Name of property: $a \circ (a \circ b) = b$ How do you describe an operation like this?
$$ a \circ (a \circ b) = b $$
For example, XOR is like this:
$$ a \oplus a \oplus b = b $$
 A: In "A guide to self-distributive quasigroups, or latin quandles," David Stanovský calls such an operator left involutory.

A binary algebra $(A,*)$ is called left involutory (or left symmetric) if $x * (x * y) = y$ (hence we have unique left division with $x \backslash y = x ∗ y$).

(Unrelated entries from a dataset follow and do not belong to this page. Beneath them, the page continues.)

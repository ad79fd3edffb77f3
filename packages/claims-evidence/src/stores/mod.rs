//! Note store implementations.

pub mod fs;
pub mod memory;

pub use fs::FsNoteStore;
pub use memory::MemoryNoteStore;
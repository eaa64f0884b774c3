//! Recommendation filter: catalog entries that are both clinically suitable
//! and affordable for a customer.

use crate::{customer::Customer, product::Product};

/// Retain products whose suitable levels contain the customer's level and
/// whose price is within budget. Catalog order is preserved.
pub fn recommend<'a, I>(customer: &Customer, catalog: I) -> Vec<Product>
where
  I: IntoIterator<Item = &'a Product>,
{
  catalog
    .into_iter()
    .filter(|p| p.suits(customer.hearing_loss_level) && p.price <= customer.budget)
    .cloned()
    .collect()
}

#[cfg(test)]
mod tests {
  use chrono::Utc;
  use rust_decimal::Decimal;
  use uuid::Uuid;

  use super::*;
  use crate::{customer::HearingLossLevel, product::HearingAidType};

  fn customer(level: HearingLossLevel, budget: i64) -> Customer {
    Customer {
      customer_id:        Uuid::new_v4(),
      first_name:         "John".into(),
      last_name:          "Smith".into(),
      email:              "john@email.com".into(),
      phone:              None,
      address:            None,
      hearing_loss_level: level,
      budget:             Decimal::from(budget),
      has_insurance:      true,
      created_at:         Utc::now(),
    }
  }

  fn product(model: &str, price: i64, levels: &[HearingLossLevel]) -> Product {
    Product {
      product_id:           Uuid::new_v4(),
      brand:                "Signia".into(),
      model:                model.into(),
      kind:                 HearingAidType::Bte,
      price:                Decimal::from(price),
      features:             vec![],
      suitable_loss_levels: levels.to_vec(),
      in_stock:             1,
      created_at:           Utc::now(),
    }
  }

  #[test]
  fn both_demo_products_match_moderate_customer() {
    use HearingLossLevel::*;
    let catalog = vec![
      product("IX", 30_000, &[Mild, Moderate]),
      product("Styletto", 64_000, &[Moderate, Severe]),
    ];
    let picks = recommend(&customer(Moderate, 70_000), &catalog);
    let models: Vec<_> = picks.iter().map(|p| p.model.as_str()).collect();
    assert_eq!(models, ["IX", "Styletto"]);
  }

  #[test]
  fn budget_is_inclusive_and_level_must_match() {
    use HearingLossLevel::*;
    let catalog = vec![
      product("A", 500, &[Severe]),
      product("B", 501, &[Severe]),
      product("C", 100, &[Mild]),
    ];
    let picks = recommend(&customer(Severe, 500), &catalog);
    assert_eq!(picks.len(), 1);
    assert_eq!(picks[0].model, "A");
  }

  #[test]
  fn no_match_is_empty_not_error() {
    let catalog = vec![product("A", 10, &[HearingLossLevel::Mild])];
    assert!(recommend(&customer(HearingLossLevel::Severe, 1_000), &catalog).is_empty());
    assert!(recommend(&customer(HearingLossLevel::Severe, 1_000), &[]).is_empty());
  }
}
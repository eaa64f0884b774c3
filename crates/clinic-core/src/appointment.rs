//! Appointment requests. No calendar logic: no conflict detection, no
//! cancellation beyond patching the `status` field.

use chrono::{DateTime, Utc};
use serde::{Deserialize, Serialize};
use uuid::Uuid;

use crate::{Result, error::require_text, patch::nullable};

/// Status given to an appointment when the request does not name one.
pub const DEFAULT_APPOINTMENT_STATUS: &str = "scheduled";

#[derive(Debug, Clone, PartialEq, Serialize, Deserialize)]
pub struct Appointment {
  pub appointment_id:   Uuid,
  pub customer_id:      Uuid,
  pub order_id:         Option<Uuid>,
  /// Free-form tag, e.g. "fitting" or "follow-up".
  pub appointment_type: String,
  pub scheduled_at:     DateTime<Utc>,
  pub status:           String,
  pub notes:            Option<String>,
  pub created_at:       DateTime<Utc>,
}

/// Input to [`crate::store::ClinicStore::add_appointment`].
#[derive(Debug, Clone, Deserialize)]
pub struct NewAppointment {
  pub customer_id:      Uuid,
  pub order_id:         Option<Uuid>,
  pub appointment_type: String,
  #[serde(alias = "scheduled_date")]
  pub scheduled_at:     DateTime<Utc>,
  pub status:           Option<String>,
  pub notes:            Option<String>,
}

impl NewAppointment {
  pub fn validate(&self) -> Result<()> {
    require_text("appointment_type", &self.appointment_type)
  }
}

/// A generic field patch; `None` leaves the stored value untouched. An
/// explicit `null` clears `order_id` or `notes`.
#[derive(Debug, Clone, Default, Deserialize)]
pub struct AppointmentPatch {
  pub customer_id:      Option<Uuid>,
  #[serde(default, deserialize_with = "nullable")]
  pub order_id:         Option<Option<Uuid>>,
  pub appointment_type: Option<String>,
  #[serde(alias = "scheduled_date")]
  pub scheduled_at:     Option<DateTime<Utc>>,
  pub status:           Option<String>,
  #[serde(default, deserialize_with = "nullable")]
  pub notes:            Option<Option<String>>,
}

impl AppointmentPatch {
  pub fn apply(self, appt: &mut Appointment) {
    if let Some(v) = self.customer_id {
      appt.customer_id = v;
    }
    if let Some(v) = self.order_id {
      appt.order_id = v;
    }
    if let Some(v) = self.appointment_type {
      appt.appointment_type = v;
    }
    if let Some(v) = self.scheduled_at {
      appt.scheduled_at = v;
    }
    if let Some(v) = self.status {
      appt.status = v;
    }
    if let Some(v) = self.notes {
      appt.notes = v;
    }
  }
}

#[cfg(test)]
mod tests {
  use super::*;

  #[test]
  fn accepts_scheduled_date_alias() {
    let appt: NewAppointment = serde_json::from_value(serde_json::json!({
      "customer_id": Uuid::nil(),
      "appointment_type": "fitting",
      "scheduled_date": "2030-01-02T10:00:00Z",
    }))
    .unwrap();
    assert!(appt.order_id.is_none());
    assert!(appt.status.is_none());
    assert!(appt.validate().is_ok());
  }

  #[test]
  fn patch_keeps_unset_fields() {
    let mut appt = Appointment {
      appointment_id:   Uuid::new_v4(),
      customer_id:      Uuid::new_v4(),
      order_id:         None,
      appointment_type: "fitting".into(),
      scheduled_at:     Utc::now(),
      status:           DEFAULT_APPOINTMENT_STATUS.into(),
      notes:            None,
      created_at:       Utc::now(),
    };
    let before = appt.clone();
    AppointmentPatch { status: Some("completed".into()), ..Default::default() }
      .apply(&mut appt);
    assert_eq!(appt.status, "completed");
    assert_eq!(appt.appointment_type, before.appointment_type);
    assert_eq!(appt.scheduled_at, before.scheduled_at);
  }

  #[test]
  fn patch_null_clears_and_absent_keeps() {
    let order_id = Uuid::new_v4();
    let mut appt = Appointment {
      appointment_id:   Uuid::new_v4(),
      customer_id:      Uuid::new_v4(),
      order_id:         Some(order_id),
      appointment_type: "fitting".into(),
      scheduled_at:     Utc::now(),
      status:           DEFAULT_APPOINTMENT_STATUS.into(),
      notes:            Some("bring old aids".into()),
      created_at:       Utc::now(),
    };

    let keep: AppointmentPatch =
      serde_json::from_value(serde_json::json!({ "status": "confirmed" })).unwrap();
    assert!(keep.notes.is_none());
    keep.apply(&mut appt);
    assert_eq!(appt.order_id, Some(order_id));
    assert_eq!(appt.notes.as_deref(), Some("bring old aids"));

    let clear: AppointmentPatch =
      serde_json::from_value(serde_json::json!({ "order_id": null, "notes": null })).unwrap();
    assert_eq!(clear.notes, Some(None));
    clear.apply(&mut appt);
    assert_eq!(appt.order_id, None);
    assert_eq!(appt.notes, None);
    assert_eq!(appt.status, "confirmed");
  }
}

It's not a very popular term—it currently only has 8 hits on Google—but it makes sense (since it means that the section function $(x * {})$ is involutory), and there are a couple of other papers which use the same terminology with the same meaning (and at least one of these papers cites Stanovský's paper).
So if you're going to write a paper using this term, I suggest using the term "left involutory," and consider citing Stanovský's paper when you do.
(Fun fact: one of the Google search results for "left involutory" caught my eye because it's a chat log from an IRC chat room that I speak in regularly! I couldn't resist mentioning this.)
A: If you can rearrange like this, $a \circ (a \circ b) = (a \circ a) \circ b$, then the expression you have implies that $a$ is both the left-inverse and the right-inverse of itself. Hence, $a$ is the inverse of itself.